In verses 9-11 [17-19] the different sections of the worshippers present—the people generally (Israel) those of the priestly class (House of Aaron), and the Proselytes (Those who fear the Lord) declare solemnly their trust in Yahweh.

After verse 11 [19] we may suppose a pause during which the sacrifice was offered. Then in verses 12-13 [20-21] the priest who is entrusted with the giving of the blessing pronounces it over the three groups already mentioned, and in verse 14 [22] a choir repeats the blessing, applying it to the entire people. The blessing invoked on the worshippers appears here more or less explicitly as an increase in the number of the people.
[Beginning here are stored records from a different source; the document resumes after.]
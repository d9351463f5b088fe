//! Construction options and their validated form.

use serde::{Deserialize, Serialize};

use invdb_core::ConfigError;

pub const ENV_NAME: &str = "INVDB_NAME";
pub const ENV_URL: &str = "INVDB_URL";
pub const ENV_NUM_ENTRIES: &str = "INVDB_NUM_ENTRIES";

/// Raw construction options, as a caller or a config source supplies them.
///
/// Every field is optional here so that a missing field is a reportable
/// `ConfigError` rather than a decode failure.
#[derive(Debug, Clone, Default, PartialEq, Eq, Serialize, Deserialize)]
pub struct InventoryDbOptions {
    #[serde(default)]
    pub name: Option<String>,
    #[serde(default)]
    pub url: Option<String>,
    #[serde(default, rename = "numEntries", alias = "num_entries")]
    pub num_entries: Option<i64>,
}

impl InventoryDbOptions {
    pub fn new() -> Self {
        Self::default()
    }

    pub fn name(mut self, name: impl Into<String>) -> Self {
        self.name = Some(name.into());
        self
    }

    pub fn url(mut self, url: impl Into<String>) -> Self {
        self.url = Some(url.into());
        self
    }

    pub fn num_entries(mut self, num_entries: i64) -> Self {
        self.num_entries = Some(num_entries);
        self
    }

    /// Decode options from a JSON document.
    pub fn from_json(raw: &str) -> Result<Self, ConfigError> {
        serde_json::from_str(raw).map_err(|e| ConfigError::Malformed(e.to_string()))
    }

    /// Read options from `INVDB_NAME`, `INVDB_URL` and `INVDB_NUM_ENTRIES`.
    pub fn from_env() -> Result<Self, ConfigError> {
        Self::from_lookup(|key| std::env::var(key).ok())
    }

    /// Read options through an arbitrary key lookup (env-like sources).
    pub fn from_lookup<F>(lookup: F) -> Result<Self, ConfigError>
    where
        F: Fn(&str) -> Option<String>,
    {
        let num_entries = match lookup(ENV_NUM_ENTRIES) {
            Some(raw) => Some(
                raw.trim()
                    .parse::<i64>()
                    .map_err(|_| ConfigError::InvalidNumEntries(raw.clone()))?,
            ),
            None => {
                tracing::debug!("{ENV_NUM_ENTRIES} not set");
                None
            }
        };

        Ok(Self {
            name: lookup(ENV_NAME),
            url: lookup(ENV_URL),
            num_entries,
        })
    }

    /// Check every field and produce the engine configuration.
    ///
    /// Fields are checked in declaration order; the first violation is returned.
    pub fn validate(&self) -> Result<InventoryDbConfig, ConfigError> {
        let name = match self.name.as_deref() {
            None => return Err(ConfigError::MissingName),
            Some(n) if n.trim().is_empty() => return Err(ConfigError::EmptyName),
            Some(n) => n.to_string(),
        };

        let url = match self.url.as_deref() {
            None => return Err(ConfigError::MissingUrl),
            Some(u) if u.trim().is_empty() => return Err(ConfigError::EmptyUrl),
            Some(u) => u.to_string(),
        };

        let num_entries = match self.num_entries {
            None => return Err(ConfigError::MissingNumEntries),
            Some(n) if n <= 0 => return Err(ConfigError::NonPositiveNumEntries(n)),
            Some(n) => n as u64,
        };

        Ok(InventoryDbConfig {
            name,
            url,
            num_entries,
        })
    }
}

/// Validated engine configuration.
#[derive(Debug, Clone, PartialEq, Eq)]
pub struct InventoryDbConfig {
    name: String,
    url: String,
    num_entries: u64,
}

impl InventoryDbConfig {
    pub fn name(&self) -> &str {
        &self.name
    }

    /// Connection string handed to the storage collaborator.
    pub fn url(&self) -> &str {
        &self.url
    }

    /// Capacity bound: valid indices are `[0, num_entries)`.
    pub fn num_entries(&self) -> u64 {
        self.num_entries
    }
}

impl TryFrom<InventoryDbOptions> for InventoryDbConfig {
    type Error = ConfigError;

    fn try_from(value: InventoryDbOptions) -> Result<Self, Self::Error> {
        value.validate()
    }
}

#[cfg(test)]
mod tests {
    use super::*;
    use std::collections::HashMap;

    fn valid() -> InventoryDbOptions {
        InventoryDbOptions::new()
            .name("test")
            .url("postgres://localhost:5432/inventory")
            .num_entries(10)
    }

    #[test]
    fn accepts_complete_options() {
        let config = valid().validate().unwrap();
        assert_eq!(config.name(), "test");
        assert_eq!(config.url(), "postgres://localhost:5432/inventory");
        assert_eq!(config.num_entries(), 10);
    }

    #[test]
    fn rejects_missing_and_invalid_fields() {
        let cases = [
            (InventoryDbOptions { name: None, ..valid() }, "name is required"),
            (valid().name("  "), "name must be a non-empty string"),
            (InventoryDbOptions { url: None, ..valid() }, "url is required"),
            (valid().url(""), "url must be a non-empty string"),
            (
                InventoryDbOptions { num_entries: None, ..valid() },
                "numEntries is required",
            ),
            (valid().num_entries(0), "numEntries must be a positive integer, got 0"),
            (valid().num_entries(-3), "numEntries must be a positive integer, got -3"),
        ];

        for (opts, message) in cases {
            let err = opts.validate().unwrap_err();
            assert_eq!(err.to_string(), message);
        }
    }

    #[test]
    fn first_violation_wins() {
        let err = InventoryDbOptions::new().validate().unwrap_err();
        assert_eq!(err, ConfigError::MissingName);
    }

    #[test]
    fn decodes_json_with_camel_case_capacity() {
        let opts = InventoryDbOptions::from_json(
            r#"{"name":"test","url":"postgres://localhost","numEntries":10}"#,
        )
        .unwrap();
        assert_eq!(opts.validate().unwrap().num_entries(), 10);

        let opts = InventoryDbOptions::from_json(r#"{"name":"test","url":"x","num_entries":4}"#)
            .unwrap();
        assert_eq!(opts.num_entries, Some(4));
    }

    #[test]
    fn wrong_typed_json_is_malformed() {
        let err = InventoryDbOptions::from_json(r#"{"name":"test","url":"x","numEntries":"10"}"#)
            .unwrap_err();
        assert!(matches!(err, ConfigError::Malformed(_)));
    }

    #[test]
    fn reads_env_like_sources() {
        let vars: HashMap<&str, &str> = [
            (ENV_NAME, "stock"),
            (ENV_URL, "postgres://db"),
            (ENV_NUM_ENTRIES, " 25 "),
        ]
        .into_iter()
        .collect();

        let opts = InventoryDbOptions::from_lookup(|k| vars.get(k).map(|v| v.to_string())).unwrap();
        let config = opts.validate().unwrap();
        assert_eq!(config.name(), "stock");
        assert_eq!(config.num_entries(), 25);
    }

    #[test]
    fn unparseable_env_capacity_is_reported() {
        let err = InventoryDbOptions::from_lookup(|k| {
            (k == ENV_NUM_ENTRIES).then(|| "ten".to_string())
        })
        .unwrap_err();
        assert_eq!(err, ConfigError::InvalidNumEntries("ten".to_string()));
    }
}
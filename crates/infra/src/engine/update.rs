//! Update path: validate, then upsert.

use tracing::{debug, error, instrument, warn};

use invdb_core::UpdateError;
use invdb_inventory::{Entry, collapse_last_write_wins, validate_batch, validate_entry};

use super::InventoryDb;
use crate::entry_store::EntryStore;

impl<S> InventoryDb<S>
where
    S: EntryStore,
{
    /// Insert or replace the entry at `entry.index`.
    ///
    /// A malformed entry is rejected without touching storage.
    #[instrument(skip(self, entry), fields(db_name = %self.name(), index = entry.index))]
    pub async fn update(&self, entry: Entry) -> Result<(), UpdateError> {
        if let Err(err) = validate_entry(&entry, self.capacity()) {
            warn!(error = %err, "rejected update");
            return Err(err);
        }

        self.store().upsert(entry).await.map_err(|e| {
            error!(error = %e, "upsert failed");
            UpdateError::from(e)
        })?;

        debug!("entry upserted");
        Ok(())
    }

    /// Apply a batch all-or-nothing.
    ///
    /// Every entry is validated before anything is written; one bad entry
    /// rejects the batch. Duplicate indices resolve to their last occurrence.
    #[instrument(skip(self, entries), fields(db_name = %self.name(), count = entries.len()))]
    pub async fn updates(&self, entries: Vec<Entry>) -> Result<(), UpdateError> {
        if let Err(err) = validate_batch(&entries, self.capacity()) {
            warn!(error = %err, "rejected batch");
            return Err(err);
        }

        if entries.is_empty() {
            debug!("empty batch");
            return Ok(());
        }

        let collapsed = collapse_last_write_wins(entries);
        let written = collapsed.len();

        self.store().upsert_many(collapsed).await.map_err(|e| {
            error!(error = %e, "batch upsert failed");
            UpdateError::from(e)
        })?;

        debug!(written, "batch upserted");
        Ok(())
    }
}
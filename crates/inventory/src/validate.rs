//! Input validation run before any storage call.
//!
//! Everything here is synchronous and side-effect free: a request that fails
//! validation never reaches the store.

use invdb_core::{IndexRange, QueryError, UpdateError};

use crate::entry::Entry;

/// Check a single entry against the engine capacity.
///
/// The index is checked first, then the quantity, then the attribute keys.
pub fn validate_entry(entry: &Entry, num_entries: u64) -> Result<(), UpdateError> {
    if entry.index >= num_entries {
        return Err(UpdateError::IndexOutOfRange {
            index: entry.index,
            num_entries,
        });
    }
    if entry.quantity < 0 {
        return Err(UpdateError::NegativeQuantity {
            index: entry.index,
            quantity: entry.quantity,
        });
    }
    if let Some(key) = entry.reserved_attribute() {
        return Err(UpdateError::ReservedAttribute {
            index: entry.index,
            key: key.to_string(),
        });
    }
    Ok(())
}

/// Check every entry of a batch; the first failure rejects the whole batch.
pub fn validate_batch(entries: &[Entry], num_entries: u64) -> Result<(), UpdateError> {
    for (position, entry) in entries.iter().enumerate() {
        validate_entry(entry, num_entries).map_err(|e| UpdateError::in_batch(position, e))?;
    }
    Ok(())
}

/// Check a point-lookup index.
pub fn validate_index(index: u64, num_entries: u64) -> Result<(), QueryError> {
    if index >= num_entries {
        return Err(QueryError::IndexOutOfRange { index, num_entries });
    }
    Ok(())
}

/// Check range-query bounds: `start <= end <= num_entries`.
pub fn validate_range(start: u64, end: u64, num_entries: u64) -> Result<IndexRange, QueryError> {
    if start > end {
        return Err(QueryError::InvertedRange { start, end });
    }
    if end > num_entries {
        return Err(QueryError::BoundOutOfRange {
            bound: end,
            num_entries,
        });
    }
    // start <= end <= num_entries, so start is in bounds too.
    IndexRange::new(start, end)
}
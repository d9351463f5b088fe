//! Entity trait: identity + continuity across state changes.

/// Entity marker + minimal interface.
///
/// Stored records are keyed by their identity; replacing a record keeps its id
/// and swaps every other field.
pub trait Entity {
    /// Strongly-typed entity identifier.
    type Id: Clone + Eq + core::hash::Hash + core::fmt::Debug;

    /// Returns the entity identifier.
    fn id(&self) -> &Self::Id;
}
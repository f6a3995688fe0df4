use crate::boxplot::boxplot_cells;
use crate::glyphs::{BoxGlyphs, GlyphSet};
use crate::layout::Layout;
use crate::log::{LogLine, LogRegion};
use crate::panel::{draw_panel_text, PanelView, GRAPH_ROW};
use crate::sparkline::{graph_width, sparkline_cell, sparkline_slot, GRAPH_MARGIN};
use crate::surface::{Cell, Surface};
use crossterm::cursor::{Hide, Show};
use crossterm::queue;
use crossterm::terminal::{Clear, ClearType, EnterAlternateScreen, LeaveAlternateScreen};
use pinglens_model::{GraphMode, Sample, TermCaps};
use pinglens_stats::Histogram;
use std::io::{self, Write};
use thiserror::Error;

#[derive(Debug, Error)]
pub enum RenderError {
    #[error("panel is too narrow for a graph ({width} columns)")]
    TooNarrow { width: u16 },
    #[error("terminal write failed: {0}")]
    Io(#[from] io::Error),
}

/// Owns the screen: the log region plus panel geometry for every target.
pub struct TerminalRenderer<W: Write> {
    out: W,
    caps: TermCaps,
    mode: GraphMode,
    interval_secs: f64,
    glyphs: GlyphSet,
    box_glyphs: BoxGlyphs,
    layout: Layout,
    log: LogRegion,
}

impl<W: Write> TerminalRenderer<W> {
    pub fn new(
        out: W,
        caps: TermCaps,
        mode: GraphMode,
        interval_secs: f64,
        target_count: usize,
        (cols, rows): (u16, u16),
    ) -> Self {
        let layout = Layout::new(cols, rows, target_count);
        Self {
            out,
            caps,
            mode,
            interval_secs,
            glyphs: GlyphSet::for_caps(caps),
            box_glyphs: BoxGlyphs::for_caps(caps),
            layout,
            log: LogRegion::new(layout.log_height as usize),
        }
    }

    pub fn caps(&self) -> TermCaps {
        self.caps
    }

    pub fn layout(&self) -> &Layout {
        &self.layout
    }

    pub fn log_region(&self) -> &LogRegion {
        &self.log
    }

    pub fn writer(&self) -> &W {
        &self.out
    }

    pub fn enter(&mut self) -> io::Result<()> {
        queue!(self.out, EnterAlternateScreen, Hide, Clear(ClearType::All))?;
        self.out.flush()
    }

    pub fn leave(&mut self) -> io::Result<()> {
        queue!(self.out, Show, LeaveAlternateScreen)?;
        self.out.flush()
    }

    /// Recomputes the geometry. Callers must replace every panel surface with
    /// a fresh one from `panel_surface`.
    pub fn resize(&mut self, cols: u16, rows: u16) -> io::Result<()> {
        self.layout = Layout::new(cols, rows, self.layout.target_count);
        self.log.set_capacity(self.layout.log_height as usize);
        queue!(self.out, Clear(ClearType::All))?;
        self.present_log()
    }

    pub fn panel_surface(&self, index: usize) -> Surface {
        self.layout.panel_surface(index)
    }

    pub fn log(&mut self, line: LogLine) -> io::Result<()> {
        self.log.push(line);
        self.present_log()
    }

    fn present_log(&mut self) -> io::Result<()> {
        let surface = self.log.to_surface(self.layout.cols);
        surface.present(&mut self.out, self.layout.rows)?;
        self.out.flush()
    }

    /// Draws border, title and text rows of a panel without touching its graph row.
    pub fn draw_panel_frame(&mut self, surface: &mut Surface, view: &PanelView<'_>) -> io::Result<()> {
        draw_panel_text(surface, view, self.caps.unicode);
        surface.present(&mut self.out, self.layout.rows)?;
        self.out.flush()
    }

    /// Redraws one panel. Text is always updated; a graph that does not fit
    /// is skipped and reported through the returned error.
    pub fn draw_panel(
        &mut self,
        surface: &mut Surface,
        view: &PanelView<'_>,
        sample: &Sample,
        histogram: Option<&Histogram>,
    ) -> Result<(), RenderError> {
        draw_panel_text(surface, view, self.caps.unicode);
        let graph = self.draw_graph(surface, sample, histogram);
        surface.present(&mut self.out, self.layout.rows)?;
        self.out.flush()?;
        graph
    }

    fn draw_graph(
        &self,
        surface: &mut Surface,
        sample: &Sample,
        histogram: Option<&Histogram>,
    ) -> Result<(), RenderError> {
        let usable = graph_width(surface.width())?;

        match self.mode {
            GraphMode::Sparkline => {
                let x = sparkline_slot(sample.sequence, usable);
                let cell = sparkline_cell(sample.latency_ms, self.interval_secs, &self.glyphs);
                surface.put(GRAPH_ROW, x, cell);
                // Blank the following slot so the write position stays visible.
                if x + 1 < GRAPH_MARGIN + usable {
                    surface.put(GRAPH_ROW, x + 1, Cell::BLANK);
                }
            }
            GraphMode::Boxplot => {
                if let Some(histogram) = histogram {
                    let cells = boxplot_cells(histogram.buckets(), usable as usize, &self.box_glyphs);
                    for (offset, cell) in cells.into_iter().enumerate() {
                        surface.put(GRAPH_ROW, GRAPH_MARGIN + offset as u16, cell);
                    }
                }
            }
        }

        Ok(())
    }

    pub fn flush(&mut self) -> io::Result<()> {
        self.out.flush()
    }
}
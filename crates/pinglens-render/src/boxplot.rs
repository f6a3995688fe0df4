use crate::glyphs::BoxGlyphs;
use crate::surface::{Cell, Style};

#[derive(Debug, Clone, Copy, PartialEq, Eq)]
pub enum BoxMark {
    Blank,
    Median,
    Box,
    Whisker,
    LeftCap,
    RightCap,
}

/// Classifies one column from the cumulative share up to the previous column
/// and up to this one.
pub fn classify(prev: Option<f64>, ratio: f64) -> BoxMark {
    let Some(prev) = prev else {
        return if ratio >= 0.5 {
            BoxMark::Median
        } else if ratio > 0.25 {
            BoxMark::Box
        } else if ratio > 0.025 {
            BoxMark::Whisker
        } else {
            BoxMark::Blank
        };
    };

    if prev < 0.5 && ratio >= 0.5 {
        BoxMark::Median
    } else if (0.25..=0.75).contains(&ratio) || (prev < 0.75 && ratio > 0.75) {
        BoxMark::Box
    } else if ratio < 0.5 && ratio >= 0.025 {
        if prev < 0.025 {
            BoxMark::LeftCap
        } else {
            BoxMark::Whisker
        }
    } else if ratio > 0.5 && ratio < 0.975 {
        BoxMark::Whisker
    } else if ratio >= 0.975 && prev < 0.975 {
        BoxMark::RightCap
    } else {
        BoxMark::Blank
    }
}

/// Downsamples `buckets` into `width` columns and draws a box-and-whisker row.
pub fn boxplot_cells(buckets: &[u32], width: usize, glyphs: &BoxGlyphs) -> Vec<Cell> {
    if width == 0 {
        return Vec::new();
    }

    let mut accumulated = vec![0u64; width];
    for (i, &count) in buckets.iter().enumerate() {
        let x = i * width / buckets.len();
        accumulated[x] += u64::from(count);
    }
    for x in 1..width {
        accumulated[x] += accumulated[x - 1];
    }

    let total = accumulated[width - 1] as f64;
    let ratios: Vec<f64> = accumulated.iter().map(|&acc| acc as f64 / total).collect();

    (0..width)
        .map(|x| {
            let prev = if x == 0 { None } else { Some(ratios[x - 1]) };
            match classify(prev, ratios[x]) {
                BoxMark::Blank => Cell::BLANK,
                BoxMark::Median => Cell::new(glyphs.median, Style::reverse()),
                BoxMark::Box => Cell::new(glyphs.fill, Style::reverse()),
                BoxMark::Whisker => Cell::new(glyphs.bar, Style::PLAIN),
                BoxMark::LeftCap => Cell::new(glyphs.left_end, Style::PLAIN),
                BoxMark::RightCap => Cell::new(glyphs.right_end, Style::PLAIN),
            }
        })
        .collect()
}
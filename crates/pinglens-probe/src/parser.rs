use anyhow::{anyhow, Result};

const ICMP_HEADER_LEN: usize = 8;

#[derive(Debug, Clone, PartialEq)]
pub struct ReplyLine {
    pub from: String,
    pub payload_len: usize,
    pub sequence: Option<u32>,
    pub ttl: Option<u8>,
    pub latency_ms: f64,
}

#[derive(Debug, Clone, PartialEq, Default)]
pub struct ParsedPing {
    pub host: Option<String>,
    pub address: Option<String>,
    pub payload_len: Option<usize>,
    pub replies: Vec<ReplyLine>,
}

pub fn parse_ping_output(text: &str) -> ParsedPing {
    let mut parsed = ParsedPing::default();

    for line in text.lines() {
        let line = line.trim();
        if line.is_empty() {
            continue;
        }

        if line.starts_with("PING ") {
            parse_header(line, &mut parsed);
            continue;
        }

        if line.contains(" bytes from ") {
            if let Ok(reply) = parse_reply_line(line) {
                parsed.replies.push(reply);
            }
        }
    }

    parsed
}

fn parse_header(line: &str, parsed: &mut ParsedPing) {
    let rest = &line["PING ".len()..];
    let host_end = rest
        .find(|c: char| c.is_whitespace() || c == '(')
        .unwrap_or(rest.len());
    let host = rest[..host_end].trim();
    if !host.is_empty() {
        parsed.host = Some(host.to_string());
    }

    let mut after_addr = rest;
    if let Some(start) = rest.find('(') {
        if let Some(len) = rest[start + 1..].find(')') {
            let inside = rest[start + 1..start + 1 + len].trim();
            if !inside.is_empty() {
                parsed.address = Some(inside.to_string());
            }
            after_addr = &rest[start + 1 + len + 1..];
        }
    }

    parsed.payload_len = after_addr
        .split(|c: char| c.is_whitespace() || c == ':')
        .find(|token| token.starts_with(|c: char| c.is_ascii_digit()))
        .and_then(leading_number);
}

/// Parses `64 bytes from 192.0.2.1: icmp_seq=1 ttl=57 time=12.3 ms` and the
/// common variants (`seq=`, `time=12.3ms`, `from name (addr):`).
pub fn parse_reply_line(line: &str) -> Result<ReplyLine> {
    let tokens: Vec<&str> = line.split_whitespace().collect();
    if tokens.len() < 4 || tokens[1] != "bytes" || tokens[2] != "from" {
        return Err(anyhow!("not a reply line: {line}"));
    }

    let bytes: usize = tokens[0]
        .parse()
        .map_err(|_| anyhow!("invalid byte count: {}", tokens[0]))?;

    let mut from = tokens[3].trim_end_matches(':').to_string();
    let mut i = 4;
    if let Some(next) = tokens.get(4) {
        if next.starts_with('(') {
            from = next
                .trim_start_matches('(')
                .trim_end_matches(':')
                .trim_end_matches(')')
                .to_string();
            i = 5;
        }
    }

    let mut sequence = None;
    let mut ttl = None;
    let mut latency_ms = None;

    while i < tokens.len() {
        let token = tokens[i];
        if let Some((key, value)) = token.split_once('=') {
            match key {
                "icmp_seq" | "seq" => sequence = value.parse().ok(),
                "ttl" | "hlim" => ttl = value.parse().ok(),
                "time" => {
                    let value = value.trim_end_matches("ms");
                    latency_ms = value.parse::<f64>().ok();
                }
                _ => {}
            }
        }
        i += 1;
    }

    let latency_ms = latency_ms.ok_or_else(|| anyhow!("missing time in reply: {line}"))?;

    Ok(ReplyLine {
        from,
        payload_len: bytes.saturating_sub(ICMP_HEADER_LEN),
        sequence,
        ttl,
        latency_ms,
    })
}

fn leading_number(token: &str) -> Option<usize> {
    let digits: String = token.chars().take_while(|c| c.is_ascii_digit()).collect();
    digits.parse().ok()
}
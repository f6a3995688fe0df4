use pinglens_model::Sample;
use std::io;
use thiserror::Error;

#[derive(Debug, Error)]
pub enum ProbeError {
    #[error("invalid probe setting: {0}")]
    Setup(String),
    #[error("failed to resolve {host}: {source}")]
    Resolve {
        host: String,
        #[source]
        source: io::Error,
    },
    #[error("no usable address for {host}")]
    NoAddress { host: String },
    #[error("{host} is already registered")]
    Duplicate { host: String },
}

#[derive(Debug, Error)]
pub enum RoundError {
    /// The round was cut short and may simply be issued again.
    #[error("probe round interrupted: {0}")]
    Retryable(String),
    #[error("probe round failed: {0}")]
    Fatal(String),
}

#[derive(Debug, Clone, PartialEq, Eq)]
pub struct TargetInfo {
    pub name: String,
    pub address: String,
}

/// Latest outcome for one registered target.
#[derive(Debug, Clone, PartialEq)]
pub struct ProbeReply {
    pub hostname: String,
    pub address: String,
    pub latency_ms: Option<f64>,
    pub sequence: u32,
    pub ttl: Option<u8>,
    pub qos: u8,
    pub payload_len: usize,
}

impl ProbeReply {
    pub fn to_sample(&self, target_index: usize) -> Sample {
        Sample {
            target_index,
            latency_ms: self.latency_ms,
            sequence: self.sequence,
            ttl: self.ttl,
            qos: self.qos,
            payload_len: self.payload_len,
        }
    }
}

/// Sends one echo probe per registered target per round.
///
/// `replies` lists targets in registration order and reflects the most
/// recent round.
pub trait ProbeEngine {
    fn add_target(&mut self, name: &str) -> Result<TargetInfo, ProbeError>;
    fn issue_round(&mut self) -> Result<(), RoundError>;
    fn replies(&self) -> &[ProbeReply];
    fn payload_len(&self) -> usize;
}
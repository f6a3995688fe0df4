use anyhow::{anyhow, Context, Result};
use std::fs::OpenOptions;
use std::io;
use std::path::Path;
use std::sync::Mutex;
use tracing_subscriber::EnvFilter;

/// Sets up diagnostics. With the full-screen UI active and no log file,
/// nothing is installed: stderr shares the screen.
pub fn init_logging(level: &str, log_file: Option<&Path>, tui: bool) -> Result<()> {
    // Base level from the command line, still overridable via RUST_LOG.
    let default = format!("{level},pinglens={level}");
    let filter = EnvFilter::try_from_default_env().unwrap_or_else(|_| EnvFilter::new(default));

    let installed = match log_file {
        Some(path) => {
            let file = OpenOptions::new()
                .create(true)
                .append(true)
                .open(path)
                .with_context(|| format!("failed to open log file {:?}", path))?;
            tracing_subscriber::fmt()
                .with_env_filter(filter)
                .with_ansi(false)
                .with_target(true)
                .with_writer(Mutex::new(file))
                .try_init()
        }
        None if tui => return Ok(()),
        None => tracing_subscriber::fmt()
            .with_env_filter(filter)
            .with_target(false)
            .with_writer(io::stderr)
            .try_init(),
    };

    installed.map_err(|err| anyhow!("failed to initialise logging: {err}"))
}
In verses 14-18 [22-26] the people join in a song, as at the beginning. In the introductory prayer they had asked for Yahweh’s help for Israel, because the kindness and fidelity of Yahweh demanded that such help should be given, and because if it were not given the heathens might come to look on Yahweh as helpless. Now the Lord is besought for help on the ground that if Israel is destroyed. He will have no real worshippers on earth. Sheol is so far removed from the heaven which Yahweh has chosen for dwelling-place that the Lord has no interest in its dwellers, and receives thence no worship of praise. Let Him then, keep Israel alive, and Israel will be mindful, on her part, of the ever-binding duty of praising Yahweh.